Problem statement - A word-for-word retyping of the listing is the goal.
---
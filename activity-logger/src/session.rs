//! Session bootstrap, activity refresh and termination.
//!
//! Whether a create request reuses a recent session or opens a new one is
//! decided by the backend; the logger keeps whatever id comes back.

use chrono::{DateTime, Utc};
use serde_json::json;
use tracing::debug;

use crate::http::Transport;
use crate::models::{SessionEnvelope, SessionOperation, SessionPayload, SessionRequest};
use crate::{Error, Result};

/// The locally tracked session.
#[derive(Debug, Clone, PartialEq)]
pub struct Session {
    pub id: String,
    pub user_id: String,
    pub started_at: DateTime<Utc>,
    pub last_activity_at: DateTime<Utc>,
    pub ended_at: Option<DateTime<Utc>>,
}

impl Session {
    fn from_payload(payload: SessionPayload, user_id: &str) -> Self {
        let now = Utc::now();
        Self {
            id: payload.id,
            user_id: user_id.to_string(),
            started_at: payload.started_at.unwrap_or(now),
            last_activity_at: payload.last_activity_at.unwrap_or(now),
            ended_at: payload.ended_at,
        }
    }
}

/// Client for the session endpoint. Requests are single-attempt.
pub struct SessionApi<'a> {
    transport: &'a dyn Transport,
    url: &'a str,
}

impl<'a> SessionApi<'a> {
    pub fn new(transport: &'a dyn Transport, url: &'a str) -> Self {
        Self { transport, url }
    }

    /// Ask the backend for a session for `user_id`.
    pub async fn create(&self, bearer: &str, user_id: &str) -> Result<Session> {
        let request = SessionRequest {
            operation: SessionOperation::Create,
            session_id: None,
            metadata: Some(json!({
                "client": env!("CARGO_PKG_NAME"),
                "clientVersion": env!("CARGO_PKG_VERSION"),
            })),
        };
        let payload = self.send(bearer, &request).await?;
        debug!(session_id = %payload.id, "Session created");
        Ok(Session::from_payload(payload, user_id))
    }

    /// Bump the session's last-activity timestamp.
    pub async fn touch(&self, bearer: &str, session_id: &str) -> Result<DateTime<Utc>> {
        let request = SessionRequest {
            operation: SessionOperation::Update,
            session_id: Some(session_id.to_string()),
            metadata: None,
        };
        let payload = self.send(bearer, &request).await?;
        Ok(payload.last_activity_at.unwrap_or_else(Utc::now))
    }

    pub async fn end(&self, bearer: &str, session_id: &str) -> Result<()> {
        let request = SessionRequest {
            operation: SessionOperation::End,
            session_id: Some(session_id.to_string()),
            metadata: None,
        };
        let body = serde_json::to_value(&request)?;
        self.transport
            .post_json(self.url, bearer, &body)
            .await?
            .into_result()?;
        Ok(())
    }

    async fn send(&self, bearer: &str, request: &SessionRequest) -> Result<SessionPayload> {
        let body = serde_json::to_value(request)?;
        let response = self
            .transport
            .post_json(self.url, bearer, &body)
            .await?
            .into_result()?;
        let envelope: SessionEnvelope = serde_json::from_str(&response.body)
            .map_err(|e| Error::Session(format!("Malformed session response: {}", e)))?;
        Ok(envelope.session)
    }
}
---
Response -
filename activity-logger/src/session.rs
//! Session bootstrap, activity refresh and termination.
//!
//! Whether a create request reuses a recent session or opens a new one is
//! decided by the backend; the logger keeps whatever id comes back.

use chrono::{DateTime, Utc};
use serde_json::json;
use tracing::debug;

use crate::http::Transport;
use crate::models::{SessionEnvelope, SessionOperation, SessionPayload, SessionRequest};
use crate::{Error, Result};

/// The locally tracked session.
#[derive(Debug, Clone, PartialEq)]
pub struct Session {
    pub id: String,
    pub user_id: String,
    pub started_at: DateTime<Utc>,
    pub last_activity_at: DateTime<Utc>,
    pub ended_at: Option<DateTime<Utc>>,
}

impl Session {
    fn from_payload(payload: SessionPayload, user_id: &str) -> Self {
        let now = Utc::now();
        Self {
            id: payload.id,
            user_id: user_id.to_string(),
            started_at: payload.started_at.unwrap_or(now),
            last_activity_at: payload.last_activity_at.unwrap_or(now),
            ended_at: payload.ended_at,
        }
    }
}

/// Client for the session endpoint. Requests are single-attempt.
pub struct SessionApi<'a> {
    transport: &'a dyn Transport,
    url: &'a str,
}

impl<'a> SessionApi<'a> {
    pub fn new(transport: &'a dyn Transport, url: &'a str) -> Self {
        Self { transport, url }
    }

    /// Ask the backend for a session for `user_id`.
    pub async fn create(&self, bearer: &str, user_id: &str) -> Result<Session> {
        let request = SessionRequest {
            operation: SessionOperation::Create,
            session_id: None,
            metadata: Some(json!({
                "client": env!("CARGO_PKG_NAME"),
                "clientVersion": env!("CARGO_PKG_VERSION"),
            })),
        };
        let payload = self.send(bearer, &request).await?;
        debug!(session_id = %payload.id, "Session created");
        Ok(Session::from_payload(payload, user_id))
    }

    /// Bump the session's last-activity timestamp.
    pub async fn touch(&self, bearer: &str, session_id: &str) -> Result<DateTime<Utc>> {
        let request = SessionRequest {
            operation: SessionOperation::Update,
            session_id: Some(session_id.to_string()),
            metadata: None,
        };
        let payload = self.send(bearer, &request).await?;
        Ok(payload.last_activity_at.unwrap_or_else(Utc::now))
    }

    pub async fn end(&self, bearer: &str, session_id: &str) -> Result<()> {
        let request = SessionRequest {
            operation: SessionOperation::End,
            session_id: Some(session_id.to_string()),
            metadata: None,
        };
        let body = serde_json::to_value(&request)?;
        self.transport
            .post_json(self.url, bearer, &body)
            .await?
            .into_result()?;
        Ok(())
    }

    async fn send(&self, bearer: &str, request: &SessionRequest) -> Result<SessionPayload> {
        let body = serde_json::to_value(request)?;
        let response = self
            .transport
            .post_json(self.url, bearer, &body)
            .await?
            .into_result()?;
        let envelope: SessionEnvelope = serde_json::from_str(&response.body)
            .map_err(|e| Error::Session(format!("Malformed session response: {}", e)))?;
        Ok(envelope.session)
    }
}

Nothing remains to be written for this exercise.